[Collected data entries]
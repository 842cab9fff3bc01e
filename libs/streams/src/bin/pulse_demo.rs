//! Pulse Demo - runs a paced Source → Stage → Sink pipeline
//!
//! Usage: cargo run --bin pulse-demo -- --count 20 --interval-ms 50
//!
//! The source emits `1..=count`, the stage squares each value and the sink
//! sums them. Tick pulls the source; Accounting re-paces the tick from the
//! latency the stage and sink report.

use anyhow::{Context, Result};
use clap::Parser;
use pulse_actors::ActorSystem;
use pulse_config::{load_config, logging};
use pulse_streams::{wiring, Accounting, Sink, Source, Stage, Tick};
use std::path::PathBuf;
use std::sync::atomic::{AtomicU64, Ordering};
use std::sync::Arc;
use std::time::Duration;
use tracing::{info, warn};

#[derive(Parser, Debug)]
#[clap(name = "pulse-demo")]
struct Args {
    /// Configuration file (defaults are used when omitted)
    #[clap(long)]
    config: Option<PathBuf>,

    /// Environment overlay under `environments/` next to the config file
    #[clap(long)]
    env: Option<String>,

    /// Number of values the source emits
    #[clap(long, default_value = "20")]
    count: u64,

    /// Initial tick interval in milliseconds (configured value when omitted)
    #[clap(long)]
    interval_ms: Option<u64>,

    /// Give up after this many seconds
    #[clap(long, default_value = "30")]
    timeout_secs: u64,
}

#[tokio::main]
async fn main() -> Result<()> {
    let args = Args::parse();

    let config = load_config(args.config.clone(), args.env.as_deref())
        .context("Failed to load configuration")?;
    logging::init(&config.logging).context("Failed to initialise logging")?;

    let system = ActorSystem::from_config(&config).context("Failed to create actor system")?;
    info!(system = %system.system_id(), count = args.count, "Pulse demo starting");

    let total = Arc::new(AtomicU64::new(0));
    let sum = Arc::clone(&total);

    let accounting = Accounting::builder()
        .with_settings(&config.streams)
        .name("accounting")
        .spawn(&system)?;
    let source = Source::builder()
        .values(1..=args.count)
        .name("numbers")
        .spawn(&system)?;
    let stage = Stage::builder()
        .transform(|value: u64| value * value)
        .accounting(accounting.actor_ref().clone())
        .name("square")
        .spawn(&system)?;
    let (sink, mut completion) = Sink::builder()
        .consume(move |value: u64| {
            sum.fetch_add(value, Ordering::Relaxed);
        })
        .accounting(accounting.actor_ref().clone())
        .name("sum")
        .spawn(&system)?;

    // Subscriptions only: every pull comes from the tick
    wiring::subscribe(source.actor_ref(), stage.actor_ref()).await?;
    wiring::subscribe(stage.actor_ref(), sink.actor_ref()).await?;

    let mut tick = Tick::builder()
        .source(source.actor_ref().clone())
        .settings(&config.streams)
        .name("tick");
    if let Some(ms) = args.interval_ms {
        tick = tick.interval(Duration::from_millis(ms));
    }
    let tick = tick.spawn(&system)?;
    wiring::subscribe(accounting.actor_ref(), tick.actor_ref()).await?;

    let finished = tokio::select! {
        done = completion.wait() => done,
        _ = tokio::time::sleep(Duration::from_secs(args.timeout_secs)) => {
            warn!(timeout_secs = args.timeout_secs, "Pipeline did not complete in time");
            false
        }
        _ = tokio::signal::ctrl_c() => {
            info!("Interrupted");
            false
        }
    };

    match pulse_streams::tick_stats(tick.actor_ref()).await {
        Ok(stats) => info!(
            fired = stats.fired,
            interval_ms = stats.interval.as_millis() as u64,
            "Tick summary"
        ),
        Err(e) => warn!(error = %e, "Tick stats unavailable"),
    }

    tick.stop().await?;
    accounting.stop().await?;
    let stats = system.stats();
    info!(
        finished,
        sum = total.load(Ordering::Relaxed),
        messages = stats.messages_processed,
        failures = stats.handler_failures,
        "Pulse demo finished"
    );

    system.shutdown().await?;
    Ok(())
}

* * *

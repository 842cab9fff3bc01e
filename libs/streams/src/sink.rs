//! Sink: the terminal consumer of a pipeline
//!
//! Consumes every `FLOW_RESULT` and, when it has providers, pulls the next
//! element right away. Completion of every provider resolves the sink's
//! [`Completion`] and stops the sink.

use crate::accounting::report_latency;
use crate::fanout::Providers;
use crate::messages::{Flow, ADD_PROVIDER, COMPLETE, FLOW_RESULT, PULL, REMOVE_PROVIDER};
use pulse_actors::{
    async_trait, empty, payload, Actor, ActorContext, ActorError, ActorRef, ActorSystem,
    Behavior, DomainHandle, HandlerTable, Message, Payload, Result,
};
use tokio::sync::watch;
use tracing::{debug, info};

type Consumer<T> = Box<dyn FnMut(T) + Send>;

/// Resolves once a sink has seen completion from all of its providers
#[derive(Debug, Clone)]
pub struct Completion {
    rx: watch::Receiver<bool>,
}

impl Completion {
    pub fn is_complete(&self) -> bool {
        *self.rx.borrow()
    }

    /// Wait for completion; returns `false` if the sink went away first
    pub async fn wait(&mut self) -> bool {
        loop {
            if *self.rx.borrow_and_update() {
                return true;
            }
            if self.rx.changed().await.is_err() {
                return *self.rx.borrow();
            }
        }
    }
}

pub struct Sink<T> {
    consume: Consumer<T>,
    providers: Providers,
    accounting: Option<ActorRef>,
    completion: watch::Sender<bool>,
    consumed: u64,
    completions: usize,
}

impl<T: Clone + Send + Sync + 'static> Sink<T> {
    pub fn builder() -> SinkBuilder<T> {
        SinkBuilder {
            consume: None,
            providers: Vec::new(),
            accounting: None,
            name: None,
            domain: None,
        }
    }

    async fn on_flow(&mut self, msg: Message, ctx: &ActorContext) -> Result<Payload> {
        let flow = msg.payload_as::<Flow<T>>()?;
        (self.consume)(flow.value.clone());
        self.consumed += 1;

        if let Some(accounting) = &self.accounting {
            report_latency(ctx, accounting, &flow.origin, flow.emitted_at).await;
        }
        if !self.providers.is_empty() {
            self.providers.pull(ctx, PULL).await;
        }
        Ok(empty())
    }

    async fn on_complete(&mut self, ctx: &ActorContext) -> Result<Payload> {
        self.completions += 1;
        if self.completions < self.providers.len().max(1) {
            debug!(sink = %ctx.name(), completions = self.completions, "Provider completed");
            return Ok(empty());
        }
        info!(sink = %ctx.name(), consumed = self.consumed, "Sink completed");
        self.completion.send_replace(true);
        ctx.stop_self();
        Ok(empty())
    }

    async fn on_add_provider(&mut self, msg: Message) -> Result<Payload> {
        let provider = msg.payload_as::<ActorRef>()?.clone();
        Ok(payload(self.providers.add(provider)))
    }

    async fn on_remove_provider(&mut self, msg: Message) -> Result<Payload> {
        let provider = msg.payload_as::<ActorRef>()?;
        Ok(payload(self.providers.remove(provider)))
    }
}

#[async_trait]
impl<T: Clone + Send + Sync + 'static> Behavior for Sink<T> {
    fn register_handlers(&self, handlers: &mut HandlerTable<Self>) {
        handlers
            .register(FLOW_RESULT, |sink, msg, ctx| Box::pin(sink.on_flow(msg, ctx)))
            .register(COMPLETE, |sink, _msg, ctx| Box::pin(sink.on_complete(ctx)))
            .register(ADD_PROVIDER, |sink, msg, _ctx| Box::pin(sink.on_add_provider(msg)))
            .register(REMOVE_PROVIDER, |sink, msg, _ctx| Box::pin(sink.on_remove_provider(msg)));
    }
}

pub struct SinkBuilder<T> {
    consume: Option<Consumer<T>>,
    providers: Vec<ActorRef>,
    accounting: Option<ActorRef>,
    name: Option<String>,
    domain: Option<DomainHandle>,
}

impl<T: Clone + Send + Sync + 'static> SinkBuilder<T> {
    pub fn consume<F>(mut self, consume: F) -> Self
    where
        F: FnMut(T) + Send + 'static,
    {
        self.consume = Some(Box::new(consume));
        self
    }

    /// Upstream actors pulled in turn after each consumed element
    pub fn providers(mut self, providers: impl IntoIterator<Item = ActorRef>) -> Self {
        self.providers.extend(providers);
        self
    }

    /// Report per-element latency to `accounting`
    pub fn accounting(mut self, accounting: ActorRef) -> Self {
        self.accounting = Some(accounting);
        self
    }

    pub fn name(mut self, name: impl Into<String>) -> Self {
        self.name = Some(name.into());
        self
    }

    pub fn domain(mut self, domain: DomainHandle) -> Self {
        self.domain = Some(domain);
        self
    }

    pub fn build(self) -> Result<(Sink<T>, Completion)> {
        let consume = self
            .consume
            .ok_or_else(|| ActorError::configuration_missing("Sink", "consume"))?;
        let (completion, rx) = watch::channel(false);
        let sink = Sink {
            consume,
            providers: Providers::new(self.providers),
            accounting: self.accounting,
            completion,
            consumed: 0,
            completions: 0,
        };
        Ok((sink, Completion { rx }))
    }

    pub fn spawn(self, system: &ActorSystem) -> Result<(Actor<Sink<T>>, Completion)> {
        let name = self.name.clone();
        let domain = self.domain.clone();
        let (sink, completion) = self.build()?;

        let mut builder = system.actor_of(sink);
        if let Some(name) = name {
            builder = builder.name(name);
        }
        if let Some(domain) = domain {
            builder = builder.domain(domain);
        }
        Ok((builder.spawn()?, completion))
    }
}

[To do]: In the entries above, find each line that includes the string "clap" and copy it.

[Exercise result]:
use clap::Parser;
#[clap(name = "pulse-demo")]
    #[clap(long)]
    #[clap(long)]
    #[clap(long, default_value = "20")]
    #[clap(long)]
    #[clap(long, default_value = "30")]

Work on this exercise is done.